Please return only the lines from the one holding "filename src/ui/mock.rs" through the one holding "a prompt key.", exactly as they appear in the records below, both ends included.

── Provided data

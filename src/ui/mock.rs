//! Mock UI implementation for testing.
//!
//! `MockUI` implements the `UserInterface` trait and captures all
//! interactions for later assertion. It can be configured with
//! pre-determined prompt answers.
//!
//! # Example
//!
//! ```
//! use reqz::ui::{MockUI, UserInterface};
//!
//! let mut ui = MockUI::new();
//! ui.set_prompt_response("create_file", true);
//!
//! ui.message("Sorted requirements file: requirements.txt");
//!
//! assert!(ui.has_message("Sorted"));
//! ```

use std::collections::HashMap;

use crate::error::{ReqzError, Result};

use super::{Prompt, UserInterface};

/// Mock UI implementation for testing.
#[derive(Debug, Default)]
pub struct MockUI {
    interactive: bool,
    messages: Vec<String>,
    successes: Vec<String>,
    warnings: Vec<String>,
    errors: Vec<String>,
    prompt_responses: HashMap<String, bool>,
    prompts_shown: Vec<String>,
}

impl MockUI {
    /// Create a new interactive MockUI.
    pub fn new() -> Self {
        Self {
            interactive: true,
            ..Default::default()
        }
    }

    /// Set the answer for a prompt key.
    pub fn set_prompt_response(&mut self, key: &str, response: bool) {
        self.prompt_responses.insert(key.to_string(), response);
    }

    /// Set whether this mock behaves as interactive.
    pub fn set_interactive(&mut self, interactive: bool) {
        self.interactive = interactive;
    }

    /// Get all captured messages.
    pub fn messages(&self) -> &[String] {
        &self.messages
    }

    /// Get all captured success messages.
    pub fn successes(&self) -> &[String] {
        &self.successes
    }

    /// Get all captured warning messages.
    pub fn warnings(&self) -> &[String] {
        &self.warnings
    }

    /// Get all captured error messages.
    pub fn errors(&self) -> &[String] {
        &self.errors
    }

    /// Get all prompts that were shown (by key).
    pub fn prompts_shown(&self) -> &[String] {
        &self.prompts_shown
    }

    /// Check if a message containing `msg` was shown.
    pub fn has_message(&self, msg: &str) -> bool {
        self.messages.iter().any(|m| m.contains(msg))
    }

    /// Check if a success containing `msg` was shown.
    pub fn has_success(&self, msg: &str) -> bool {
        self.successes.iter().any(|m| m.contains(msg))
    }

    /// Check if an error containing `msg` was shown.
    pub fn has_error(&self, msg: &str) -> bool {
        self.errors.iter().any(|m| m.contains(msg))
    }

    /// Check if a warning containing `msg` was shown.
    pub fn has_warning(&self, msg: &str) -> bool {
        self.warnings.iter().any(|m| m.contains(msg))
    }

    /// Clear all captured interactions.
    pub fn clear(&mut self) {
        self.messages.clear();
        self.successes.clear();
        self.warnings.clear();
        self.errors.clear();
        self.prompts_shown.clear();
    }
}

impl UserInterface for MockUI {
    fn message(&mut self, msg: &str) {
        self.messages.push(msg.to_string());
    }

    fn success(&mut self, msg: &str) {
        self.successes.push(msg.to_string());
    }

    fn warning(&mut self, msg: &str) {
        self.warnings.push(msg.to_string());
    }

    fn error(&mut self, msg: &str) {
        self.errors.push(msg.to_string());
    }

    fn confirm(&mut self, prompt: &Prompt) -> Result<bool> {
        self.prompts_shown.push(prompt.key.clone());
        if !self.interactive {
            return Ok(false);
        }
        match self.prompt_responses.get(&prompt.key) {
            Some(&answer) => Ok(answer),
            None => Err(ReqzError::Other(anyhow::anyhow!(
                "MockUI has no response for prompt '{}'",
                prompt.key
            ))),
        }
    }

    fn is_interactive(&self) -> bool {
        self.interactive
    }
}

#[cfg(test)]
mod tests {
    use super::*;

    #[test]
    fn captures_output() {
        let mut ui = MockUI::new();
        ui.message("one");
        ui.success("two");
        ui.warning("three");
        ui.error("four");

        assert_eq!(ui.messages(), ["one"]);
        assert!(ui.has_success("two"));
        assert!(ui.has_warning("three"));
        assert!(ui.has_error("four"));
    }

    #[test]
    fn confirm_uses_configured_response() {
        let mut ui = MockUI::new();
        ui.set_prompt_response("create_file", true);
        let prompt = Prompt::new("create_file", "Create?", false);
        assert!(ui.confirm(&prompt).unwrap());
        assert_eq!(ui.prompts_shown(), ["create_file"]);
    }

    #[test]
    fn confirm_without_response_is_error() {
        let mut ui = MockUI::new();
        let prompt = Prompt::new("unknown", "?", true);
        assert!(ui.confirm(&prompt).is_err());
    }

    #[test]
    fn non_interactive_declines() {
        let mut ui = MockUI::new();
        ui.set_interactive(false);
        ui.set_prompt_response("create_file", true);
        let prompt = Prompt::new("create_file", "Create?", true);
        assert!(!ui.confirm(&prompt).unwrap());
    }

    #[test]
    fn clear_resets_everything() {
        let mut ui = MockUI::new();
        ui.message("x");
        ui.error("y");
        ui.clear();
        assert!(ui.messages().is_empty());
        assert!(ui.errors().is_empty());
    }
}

────
── Provided data

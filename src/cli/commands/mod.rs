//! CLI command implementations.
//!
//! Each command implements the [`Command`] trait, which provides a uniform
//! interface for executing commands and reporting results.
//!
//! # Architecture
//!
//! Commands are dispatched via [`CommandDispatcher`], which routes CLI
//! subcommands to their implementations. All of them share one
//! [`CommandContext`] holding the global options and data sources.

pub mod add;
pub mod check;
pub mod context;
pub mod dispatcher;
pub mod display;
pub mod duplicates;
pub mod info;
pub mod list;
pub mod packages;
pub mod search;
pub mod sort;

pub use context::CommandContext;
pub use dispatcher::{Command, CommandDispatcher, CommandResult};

────
── Provided data

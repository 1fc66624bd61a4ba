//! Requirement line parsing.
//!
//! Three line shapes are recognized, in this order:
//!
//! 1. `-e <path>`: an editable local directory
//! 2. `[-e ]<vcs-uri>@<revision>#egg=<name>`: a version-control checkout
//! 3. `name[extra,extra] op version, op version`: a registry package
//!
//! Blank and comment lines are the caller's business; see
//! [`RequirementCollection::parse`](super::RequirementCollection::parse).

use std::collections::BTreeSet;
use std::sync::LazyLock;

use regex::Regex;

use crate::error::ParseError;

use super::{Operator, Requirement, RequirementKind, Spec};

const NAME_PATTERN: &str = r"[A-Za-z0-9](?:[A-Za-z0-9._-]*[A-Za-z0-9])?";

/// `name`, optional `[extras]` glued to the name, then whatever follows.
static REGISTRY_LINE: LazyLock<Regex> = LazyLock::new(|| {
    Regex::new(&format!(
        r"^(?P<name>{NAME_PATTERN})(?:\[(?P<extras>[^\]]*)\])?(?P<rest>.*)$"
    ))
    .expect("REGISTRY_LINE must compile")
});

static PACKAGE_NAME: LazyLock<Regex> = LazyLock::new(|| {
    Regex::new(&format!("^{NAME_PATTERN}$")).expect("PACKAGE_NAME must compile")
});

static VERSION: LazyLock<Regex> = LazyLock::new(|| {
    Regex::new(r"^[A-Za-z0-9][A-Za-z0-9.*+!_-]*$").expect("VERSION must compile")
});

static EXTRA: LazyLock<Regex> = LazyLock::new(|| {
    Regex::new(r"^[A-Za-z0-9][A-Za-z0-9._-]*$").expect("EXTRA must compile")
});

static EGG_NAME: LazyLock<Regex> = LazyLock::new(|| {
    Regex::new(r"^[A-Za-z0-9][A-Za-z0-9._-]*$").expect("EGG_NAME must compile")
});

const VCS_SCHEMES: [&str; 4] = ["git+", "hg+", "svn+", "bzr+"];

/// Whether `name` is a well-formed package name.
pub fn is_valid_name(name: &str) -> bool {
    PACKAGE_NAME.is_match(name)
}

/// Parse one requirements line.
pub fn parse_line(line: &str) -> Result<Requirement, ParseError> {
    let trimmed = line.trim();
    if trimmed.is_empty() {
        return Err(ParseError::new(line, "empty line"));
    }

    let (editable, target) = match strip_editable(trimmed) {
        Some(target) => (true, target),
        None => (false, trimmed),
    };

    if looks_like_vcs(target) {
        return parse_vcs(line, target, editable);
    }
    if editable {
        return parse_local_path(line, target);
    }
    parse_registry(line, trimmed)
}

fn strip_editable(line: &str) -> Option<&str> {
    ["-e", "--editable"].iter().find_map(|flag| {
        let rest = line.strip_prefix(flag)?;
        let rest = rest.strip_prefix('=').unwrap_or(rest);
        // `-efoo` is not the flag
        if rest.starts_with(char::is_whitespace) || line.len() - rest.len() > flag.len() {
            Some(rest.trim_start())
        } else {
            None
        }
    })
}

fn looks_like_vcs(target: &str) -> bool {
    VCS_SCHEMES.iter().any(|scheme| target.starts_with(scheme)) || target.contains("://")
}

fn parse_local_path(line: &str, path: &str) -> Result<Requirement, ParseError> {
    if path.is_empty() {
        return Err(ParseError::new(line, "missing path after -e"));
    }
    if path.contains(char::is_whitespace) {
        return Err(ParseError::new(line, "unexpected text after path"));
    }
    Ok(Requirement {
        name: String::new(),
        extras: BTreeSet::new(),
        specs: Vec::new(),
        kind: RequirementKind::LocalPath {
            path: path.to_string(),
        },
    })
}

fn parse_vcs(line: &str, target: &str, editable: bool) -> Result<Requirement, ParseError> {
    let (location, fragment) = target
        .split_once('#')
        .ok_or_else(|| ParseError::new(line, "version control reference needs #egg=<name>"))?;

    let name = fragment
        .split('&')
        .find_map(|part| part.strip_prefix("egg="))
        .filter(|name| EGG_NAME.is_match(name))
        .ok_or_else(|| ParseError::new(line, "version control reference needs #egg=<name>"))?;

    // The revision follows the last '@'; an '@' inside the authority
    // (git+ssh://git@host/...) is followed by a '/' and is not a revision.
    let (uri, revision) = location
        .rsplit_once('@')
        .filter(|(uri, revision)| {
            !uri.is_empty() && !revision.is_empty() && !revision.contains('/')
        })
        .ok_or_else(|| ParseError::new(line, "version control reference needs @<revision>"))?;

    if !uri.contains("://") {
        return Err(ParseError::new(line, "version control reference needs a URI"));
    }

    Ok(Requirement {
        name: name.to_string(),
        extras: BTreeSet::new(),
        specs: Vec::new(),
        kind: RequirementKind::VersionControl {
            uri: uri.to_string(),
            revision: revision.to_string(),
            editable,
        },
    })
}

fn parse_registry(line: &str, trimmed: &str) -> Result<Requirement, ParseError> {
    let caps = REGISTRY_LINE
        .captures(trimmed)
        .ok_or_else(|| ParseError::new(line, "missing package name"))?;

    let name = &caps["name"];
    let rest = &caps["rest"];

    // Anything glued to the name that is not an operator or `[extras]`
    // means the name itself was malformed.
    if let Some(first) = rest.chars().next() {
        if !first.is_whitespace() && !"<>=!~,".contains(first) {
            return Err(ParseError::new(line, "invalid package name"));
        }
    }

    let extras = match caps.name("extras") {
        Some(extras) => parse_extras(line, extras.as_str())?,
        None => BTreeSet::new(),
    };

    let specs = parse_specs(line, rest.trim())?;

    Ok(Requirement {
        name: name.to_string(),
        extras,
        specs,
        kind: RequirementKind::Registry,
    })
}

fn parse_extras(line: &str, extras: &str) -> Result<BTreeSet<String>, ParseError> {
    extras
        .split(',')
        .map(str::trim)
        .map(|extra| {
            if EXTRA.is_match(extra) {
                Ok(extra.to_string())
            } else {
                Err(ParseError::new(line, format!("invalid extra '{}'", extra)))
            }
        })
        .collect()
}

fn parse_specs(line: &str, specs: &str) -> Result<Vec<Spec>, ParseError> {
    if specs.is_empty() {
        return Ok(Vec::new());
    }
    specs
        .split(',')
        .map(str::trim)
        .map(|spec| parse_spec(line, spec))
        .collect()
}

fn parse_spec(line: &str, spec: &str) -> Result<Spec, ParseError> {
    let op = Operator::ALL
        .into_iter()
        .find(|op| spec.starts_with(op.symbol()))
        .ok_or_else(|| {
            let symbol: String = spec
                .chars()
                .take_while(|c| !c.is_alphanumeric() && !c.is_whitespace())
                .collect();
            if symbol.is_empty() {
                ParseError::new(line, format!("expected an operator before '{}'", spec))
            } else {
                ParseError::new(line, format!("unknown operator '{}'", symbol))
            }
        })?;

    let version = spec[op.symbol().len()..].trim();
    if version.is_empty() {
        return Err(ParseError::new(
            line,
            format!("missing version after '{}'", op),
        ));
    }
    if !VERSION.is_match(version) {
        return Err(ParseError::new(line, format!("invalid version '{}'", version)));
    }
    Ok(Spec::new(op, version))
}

────

*Written response*:
filename src/ui/mock.rs
//! Mock UI implementation for testing.
//!
//! `MockUI` implements the `UserInterface` trait and captures all
//! interactions for later assertion. It can be configured with
//! pre-determined prompt answers.
//!
//! # Example
//!
//! ```
//! use reqz::ui::{MockUI, UserInterface};
//!
//! let mut ui = MockUI::new();
//! ui.set_prompt_response("create_file", true);
//!
//! ui.message("Sorted requirements file: requirements.txt");
//!
//! assert!(ui.has_message("Sorted"));
//! ```

use std::collections::HashMap;

use crate::error::{ReqzError, Result};

use super::{Prompt, UserInterface};

/// Mock UI implementation for testing.
#[derive(Debug, Default)]
pub struct MockUI {
    interactive: bool,
    messages: Vec<String>,
    successes: Vec<String>,
    warnings: Vec<String>,
    errors: Vec<String>,
    prompt_responses: HashMap<String, bool>,
    prompts_shown: Vec<String>,
}

impl MockUI {
    /// Create a new interactive MockUI.
    pub fn new() -> Self {
        Self {
            interactive: true,
            ..Default::default()
        }
    }

    /// Set the answer for a prompt key.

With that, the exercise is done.